Este vai estar em todas as listas de melhores do ano. E percebe-se. Ride partilha da mesma opinião: “É um dos álbuns que mais tenho ouvido, que mais me tem influenciado”, antes de acrescentar um ponto que tem de ser abordado: “O álbum acaba por ser um filme, uma história do início ao fim, e esta foi uma cultura que se perdeu. Se tiras uma música, não percebes o disco.” Também para Ride, este é um dos melhores discos da história do hip-hop.

 

Dilated Peoples
Expansion Team

Até aqui chegar, Ride limitava-se a escutar hip--hop instrumental, a abordagem de um DJ e os botões certos para o sucesso.
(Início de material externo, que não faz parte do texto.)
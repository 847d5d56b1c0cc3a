//! Field readers for service payloads that may carry `null` or the wrong JSON
//! type anywhere. Each reader falls back to the field's empty value and logs.

use serde::de::DeserializeOwned;
use serde::{Deserialize, Deserializer};
use serde_json::Value;
use tracing::warn;

use crate::portfolio::domain::entities::json_kind;

/// A string field; `null` and non-strings read as `""`.
pub(crate) fn string<'de, D>(deserializer: D) -> Result<String, D::Error>
where
    D: Deserializer<'de>,
{
    Ok(match Value::deserialize(deserializer)? {
        Value::String(text) => text,
        Value::Null => String::new(),
        other => {
            warn!(kind = json_kind(&other), "Expected a string, using empty");
            String::new()
        }
    })
}

/// An optional flag; anything but a bool reads as unset.
pub(crate) fn flag<'de, D>(deserializer: D) -> Result<Option<bool>, D::Error>
where
    D: Deserializer<'de>,
{
    Ok(match Value::deserialize(deserializer)? {
        Value::Bool(flag) => Some(flag),
        Value::Null => None,
        other => {
            warn!(kind = json_kind(&other), "Expected a bool, treating as unset");
            None
        }
    })
}

/// A list field; unreadable elements are dropped one by one, a non-list reads as empty.
pub(crate) fn list<'de, D, T>(deserializer: D) -> Result<Vec<T>, D::Error>
where
    D: Deserializer<'de>,
    T: DeserializeOwned,
{
    Ok(match Value::deserialize(deserializer)? {
        Value::Array(items) => read_list(items),
        Value::Null => Vec::new(),
        other => {
            warn!(kind = json_kind(&other), "Expected a list, using empty");
            Vec::new()
        }
    })
}

/// Reads every element that fits `T` and skips the rest.
pub(crate) fn read_list<T>(items: Vec<Value>) -> Vec<T>
where
    T: DeserializeOwned,
{
    items
        .into_iter()
        .enumerate()
        .filter_map(|(position, item)| {
            let kind = json_kind(&item);
            serde_json::from_value(item)
                .map_err(|err| warn!(position, kind, error = %err, "Skipping unreadable list element"))
                .ok()
        })
        .collect()
}
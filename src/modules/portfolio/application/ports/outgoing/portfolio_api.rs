// src/modules/portfolio/application/ports/outgoing/portfolio_api.rs

use async_trait::async_trait;

use crate::portfolio::application::submission::CreateOrUpdatePayload;
use crate::portfolio::domain::entities::PortfolioRecord;
use crate::portfolio::domain::locale::LocaleCode;
use crate::shared::api::ApiError;

//
// ──────────────────────────────────────────────────────────
// Port (remote portfolio storage)
// ──────────────────────────────────────────────────────────
//
// Records come back raw; callers normalize them before use.
//

#[async_trait]
pub trait PortfolioApi: Send + Sync {
    /// Published portfolio by slug. `ApiError::NotFound` when there is none.
    async fn fetch_by_slug(
        &self,
        slug: &str,
        locale: Option<LocaleCode>,
    ) -> Result<PortfolioRecord, ApiError>;

    /// The signed-in owner's portfolio; `None` when they have not created one.
    async fn fetch_mine(
        &self,
        token: &str,
        locale: Option<LocaleCode>,
    ) -> Result<Option<PortfolioRecord>, ApiError>;

    async fn create(
        &self,
        token: &str,
        payload: &CreateOrUpdatePayload,
    ) -> Result<PortfolioRecord, ApiError>;

    async fn update(
        &self,
        token: &str,
        id: &str,
        payload: &CreateOrUpdatePayload,
    ) -> Result<PortfolioRecord, ApiError>;
}
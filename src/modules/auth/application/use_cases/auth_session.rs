use std::sync::Arc;

use tracing::{info, warn};

use crate::auth::application::ports::outgoing::{AuthApi, CredentialStore};
use crate::auth::domain::entities::{AuthResponse, AuthUser, Credentials, StoredAuth};
use crate::shared::api::ApiError;
use crate::shared::validation::ValidationErrors;

// ====================== Auth Error =============================
#[derive(Debug, Clone, PartialEq, Eq, thiserror::Error)]
pub enum AuthError {
    #[error("{0}")]
    Validation(#[from] ValidationErrors),

    #[error(transparent)]
    Api(#[from] ApiError),
}

// ====================== Auth Session =============================
/// Signed-in state of this client.
///
/// The token lives here and in the credential store. Failing to write the
/// store never fails a login: the session simply will not survive a restart.
pub struct AuthSession {
    api: Arc<dyn AuthApi>,
    store: Arc<dyn CredentialStore>,
    current: Option<StoredAuth>,
}

impl AuthSession {
    pub fn new(api: Arc<dyn AuthApi>, store: Arc<dyn CredentialStore>) -> Self {
        Self {
            api,
            store,
            current: None,
        }
    }

    /// Picks up the user saved by a previous run. Unreadable records count as signed out.
    pub async fn restore(&mut self) -> Option<&AuthUser> {
        self.current = match self.store.load().await {
            Ok(stored) => stored.filter(StoredAuth::is_usable),
            Err(err) => {
                warn!(error = %err, "Ignoring stored credentials");
                None
            }
        };
        self.user()
    }

    pub async fn login(&mut self, email: &str, password: &str) -> Result<&AuthUser, AuthError> {
        let credentials = Credentials::new(email, password)?;
        let response = self.api.login(&credentials).await?;
        info!(user_id = response.user.id.as_str(), "Logged in");
        Ok(self.sign_in(response).await)
    }

    pub async fn register(
        &mut self,
        email: &str,
        password: &str,
        confirm_password: &str,
    ) -> Result<&AuthUser, AuthError> {
        let credentials = Credentials::for_registration(email, password, confirm_password)?;
        let response = self.api.register(&credentials).await?;
        info!(user_id = response.user.id.as_str(), "Registered");
        Ok(self.sign_in(response).await)
    }

    pub async fn logout(&mut self) {
        self.current = None;
        if let Err(err) = self.store.clear().await {
            warn!(error = %err, "Could not clear stored credentials");
        }
        info!("Logged out");
    }

    pub fn user(&self) -> Option<&AuthUser> {
        self.current.as_ref().map(|auth| &auth.user)
    }

    pub fn token(&self) -> Option<&str> {
        self.current.as_ref().map(|auth| auth.token.as_str())
    }

    pub fn is_authenticated(&self) -> bool {
        self.current.is_some()
    }

    async fn sign_in(&mut self, response: AuthResponse) -> &AuthUser {
        let stored = StoredAuth::from(response);
        if let Err(err) = self.store.save(&stored).await {
            warn!(error = %err, "Could not persist credentials");
        }
        &self.current.insert(stored).user
    }
}
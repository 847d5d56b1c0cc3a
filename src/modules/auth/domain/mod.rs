pub mod entities;

pub use entities::{AuthResponse, AuthUser, Credentials, StoredAuth};
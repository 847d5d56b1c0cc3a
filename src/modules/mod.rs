pub mod auth;
pub mod portfolio;
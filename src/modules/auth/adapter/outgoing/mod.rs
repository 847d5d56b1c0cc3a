pub mod auth_api_http;
pub mod credential_store_file;
pub mod credential_store_memory;

pub use auth_api_http::HttpAuthApi;
pub use credential_store_file::FileCredentialStore;
pub use credential_store_memory::InMemoryCredentialStore;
Com o conjunto californiano, a conversa mudou. “Foi provavelmente o primeiro grupo de hip-hop norte-americano com voz que comecei a seguir”, confessa. Diga-se que este segundo disco dos Dilated Peoples contou com produções de DJ Premier e The Alchemist, entre outros. 

 

Phantazmagorea
D-Styles

Um disco dos primeiros anos de Ride à volta com os pratos, já que D-Styles é um dos elementos dos Invisbl Skratch Piklz, a referência mundial no que à arte do scratch diz respeito que reúne nomes como Mix Master Mike, A-Trak ou DJ Qbert. “Foi o primeiro álbum feito só com scratch. Parece que é um disco normal, mas não, ele manipulou todos os instrumentos com scratch, foi feito em 2002 e continua actual”, afirma.